START THE INPUT

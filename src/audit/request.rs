//! Audit request construction and target URL normalization.

use log::warn;
use reqwest::header::{HeaderName, HeaderValue};
use reqwest::Method;

use crate::config::MAX_URL_LENGTH;
use crate::error_handling::AuditError;

/// Where and how to send the audit request.
///
/// Built once through [`AuditRequest::new`] or [`AuditRequest::from_url`]
/// and the `with_*` methods, then only read.
#[derive(Debug, Clone, PartialEq, Eq)]
pub struct AuditRequest {
    host: String,
    port: u16,
    path: String,
    method: Method,
    use_tls: bool,
    verify_tls_cert: bool,
    headers: Vec<(HeaderName, HeaderValue)>,
}

impl AuditRequest {
    /// Creates a plain-HTTP GET request for `host:port` + `path`.
    ///
    /// A missing leading `/` is added to `path`.
    ///
    /// # Errors
    ///
    /// Returns `AuditError::InvalidRequest` if the resulting URL does not parse.
    pub fn new(host: &str, port: u16, path: &str) -> Result<Self, AuditError> {
        let host = host.trim();
        if host.is_empty() {
            return Err(AuditError::InvalidRequest("host is empty".to_string()));
        }
        let path = if path.starts_with('/') {
            path.to_string()
        } else {
            format!("/{path}")
        };
        let request = Self {
            host: host.to_string(),
            port,
            path,
            method: Method::GET,
            use_tls: false,
            verify_tls_cert: true,
            headers: Vec::new(),
        };
        url::Url::parse(&request.url())
            .map_err(|e| AuditError::InvalidRequest(format!("{}: {e}", request.url())))?;
        Ok(request)
    }

    /// Creates a request from a target URL.
    ///
    /// URLs without a scheme are treated as `http://`, since the usual
    /// target is a local development server. The port defaults to the
    /// scheme's well-known port.
    ///
    /// # Errors
    ///
    /// Returns `AuditError::InvalidRequest` if the URL is too long, invalid,
    /// has no host, or uses a scheme other than http/https.
    pub fn from_url(target: &str) -> Result<Self, AuditError> {
        let target = target.trim();
        if target.len() > MAX_URL_LENGTH {
            return Err(AuditError::InvalidRequest(format!(
                "URL exceeds maximum length ({} > {MAX_URL_LENGTH})",
                target.len()
            )));
        }

        let normalized = if target.contains("://") {
            target.to_string()
        } else {
            format!("http://{target}")
        };

        let parsed = url::Url::parse(&normalized)
            .map_err(|e| AuditError::InvalidRequest(format!("{target}: {e}")))?;
        let use_tls = match parsed.scheme() {
            "http" => false,
            "https" => true,
            other => {
                return Err(AuditError::InvalidRequest(format!(
                    "unsupported scheme {other:?} in {target}"
                )))
            }
        };
        let host = parsed
            .host_str()
            .ok_or_else(|| AuditError::InvalidRequest(format!("{target}: missing host")))?;
        let port = parsed.port_or_known_default().unwrap_or(if use_tls { 443 } else { 80 });
        let path = match parsed.query() {
            Some(query) => format!("{}?{query}", parsed.path()),
            None => parsed.path().to_string(),
        };

        Ok(Self::new(host, port, &path)?.with_tls(use_tls))
    }

    /// Switches between HTTP and HTTPS.
    pub fn with_tls(mut self, use_tls: bool) -> Self {
        self.use_tls = use_tls;
        self
    }

    /// Enables or disables certificate chain validation.
    ///
    /// Disabling it is insecure and meant for local development servers with
    /// self-signed certificates.
    pub fn with_tls_verification(mut self, verify_tls_cert: bool) -> Self {
        if !verify_tls_cert {
            warn!(
                "TLS certificate validation disabled for {}; use only against local development servers",
                self.host
            );
        }
        self.verify_tls_cert = verify_tls_cert;
        self
    }

    /// Sets the request method.
    ///
    /// # Errors
    ///
    /// Returns `AuditError::InvalidRequest` if `method` is not a valid token.
    pub fn with_method(mut self, method: &str) -> Result<Self, AuditError> {
        self.method = Method::from_bytes(method.trim().to_ascii_uppercase().as_bytes())
            .map_err(|_| AuditError::InvalidRequest(format!("invalid method {method:?}")))?;
        Ok(self)
    }

    /// Adds a request header, e.g. an `Origin` to trigger CORS responses.
    ///
    /// # Errors
    ///
    /// Returns `AuditError::InvalidRequest` if the name or value is invalid.
    pub fn with_header(mut self, name: &str, value: &str) -> Result<Self, AuditError> {
        let name = HeaderName::from_bytes(name.trim().as_bytes())
            .map_err(|_| AuditError::InvalidRequest(format!("invalid header name {name:?}")))?;
        let value = HeaderValue::from_str(value.trim())
            .map_err(|_| AuditError::InvalidRequest(format!("invalid value for header {name}")))?;
        self.headers.push((name, value));
        Ok(self)
    }

    /// Adds a request header given as `"Name: value"`.
    ///
    /// # Errors
    ///
    /// Returns `AuditError::InvalidRequest` if there is no `:` separator or
    /// the name or value is invalid.
    pub fn with_header_line(self, line: &str) -> Result<Self, AuditError> {
        let (name, value) = line.split_once(':').ok_or_else(|| {
            AuditError::InvalidRequest(format!("header {line:?} is not in \"Name: value\" form"))
        })?;
        self.with_header(name, value)
    }

    /// Target host.
    pub fn host(&self) -> &str {
        &self.host
    }

    /// Target port.
    pub fn port(&self) -> u16 {
        self.port
    }

    /// Request path, always starting with `/`.
    pub fn path(&self) -> &str {
        &self.path
    }

    /// Request method.
    pub fn method(&self) -> &Method {
        &self.method
    }

    /// Whether the request uses HTTPS.
    pub fn use_tls(&self) -> bool {
        self.use_tls
    }

    /// Whether certificate chain validation is enabled.
    pub fn verify_tls_cert(&self) -> bool {
        self.verify_tls_cert
    }

    /// Extra request headers, in the order they were added.
    pub fn headers(&self) -> &[(HeaderName, HeaderValue)] {
        &self.headers
    }

    /// The full target URL.
    pub fn url(&self) -> String {
        let scheme = if self.use_tls { "https" } else { "http" };
        // IPv6 literals need brackets in the authority.
        if self.host.contains(':') && !self.host.starts_with('[') {
            format!("{scheme}://[{}]:{}{}", self.host, self.port, self.path)
        } else {
            format!("{scheme}://{}:{}{}", self.host, self.port, self.path)
        }
    }
}

#[cfg(test)]
mod tests {
    use super::*;

    #[test]
    fn test_new_defaults() {
        let request = AuditRequest::new("localhost", 3000, "api/health").unwrap();
        assert_eq!(request.url(), "http://localhost:3000/api/health");
        assert_eq!(*request.method(), Method::GET);
        assert!(!request.use_tls());
        assert!(request.verify_tls_cert());
        assert!(request.headers().is_empty());
    }

    #[test]
    fn test_ipv6_host_is_bracketed() {
        let request = AuditRequest::new("::1", 8080, "/").unwrap();
        assert_eq!(request.url(), "http://[::1]:8080/");
        let request = AuditRequest::from_url("http://[::1]:8080/health").unwrap();
        assert_eq!(request.port(), 8080);
        assert_eq!(request.url(), "http://[::1]:8080/health");
    }

    #[test]
    fn test_new_rejects_empty_host() {
        assert!(matches!(
            AuditRequest::new("  ", 80, "/"),
            Err(AuditError::InvalidRequest(_))
        ));
    }

    #[test]
    fn test_from_url_https_default_port() {
        let request = AuditRequest::from_url("https://example.com/uploads/a.png?v=2").unwrap();
        assert!(request.use_tls());
        assert_eq!(request.port(), 443);
        assert_eq!(request.path(), "/uploads/a.png?v=2");
        assert_eq!(request.url(), "https://example.com:443/uploads/a.png?v=2");
    }

    #[test]
    fn test_from_url_without_scheme_is_http() {
        let request = AuditRequest::from_url("localhost:5000").unwrap();
        assert!(!request.use_tls());
        assert_eq!(request.host(), "localhost");
        assert_eq!(request.port(), 5000);
        assert_eq!(request.path(), "/");
    }

    #[test]
    fn test_from_url_rejects_other_schemes() {
        assert!(matches!(
            AuditRequest::from_url("ftp://example.com/"),
            Err(AuditError::InvalidRequest(_))
        ));
    }

    #[test]
    fn test_from_url_rejects_overlong_url() {
        let long = format!("http://example.com/{}", "a".repeat(MAX_URL_LENGTH));
        assert!(AuditRequest::from_url(&long).is_err());
    }

    #[test]
    fn test_with_method_and_headers() {
        let request = AuditRequest::new("localhost", 3000, "/")
            .unwrap()
            .with_method("head")
            .unwrap()
            .with_header_line("Origin: http://localhost:5173")
            .unwrap();
        assert_eq!(*request.method(), Method::HEAD);
        assert_eq!(request.headers().len(), 1);
        assert_eq!(request.headers()[0].0.as_str(), "origin");
        assert_eq!(request.headers()[0].1, "http://localhost:5173");
    }

    #[test]
    fn test_with_header_line_requires_separator() {
        let request = AuditRequest::new("localhost", 3000, "/").unwrap();
        assert!(request.with_header_line("Origin").is_err());
    }

    #[test]
    fn test_disable_verification() {
        let request = AuditRequest::new("localhost", 3443, "/")
            .unwrap()
            .with_tls(true)
            .with_tls_verification(false);
        assert!(request.use_tls());
        assert!(!request.verify_tls_cert());
    }
}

END THE INPUT

» TASK DETAILS
Reproduce exactly, and only, the part of the listing above that begins at the line with "pub fn with_header_line(self, line: &str)" and goes on through the line with "pub fn use_tls(&self)".

» REPLY TO THE EXERCISE
    pub fn with_header_line(self, line: &str) -> Result<Self, AuditError> {
        let (name, value) = line.split_once(':').ok_or_else(|| {
            AuditError::InvalidRequest(format!("header {line:?} is not in \"Name: value\" form"))
        })?;
        self.with_header(name, value)
    }

    /// Target host.
    pub fn host(&self) -> &str {
        &self.host
    }

    /// Target port.
    pub fn port(&self) -> u16 {
        self.port
    }

    /// Request path, always starting with `/`.
    pub fn path(&self) -> &str {
        &self.path
    }

    /// Request method.
    pub fn method(&self) -> &Method {
        &self.method
    }

    /// Whether the request uses HTTPS.
    pub fn use_tls(&self) -> bool {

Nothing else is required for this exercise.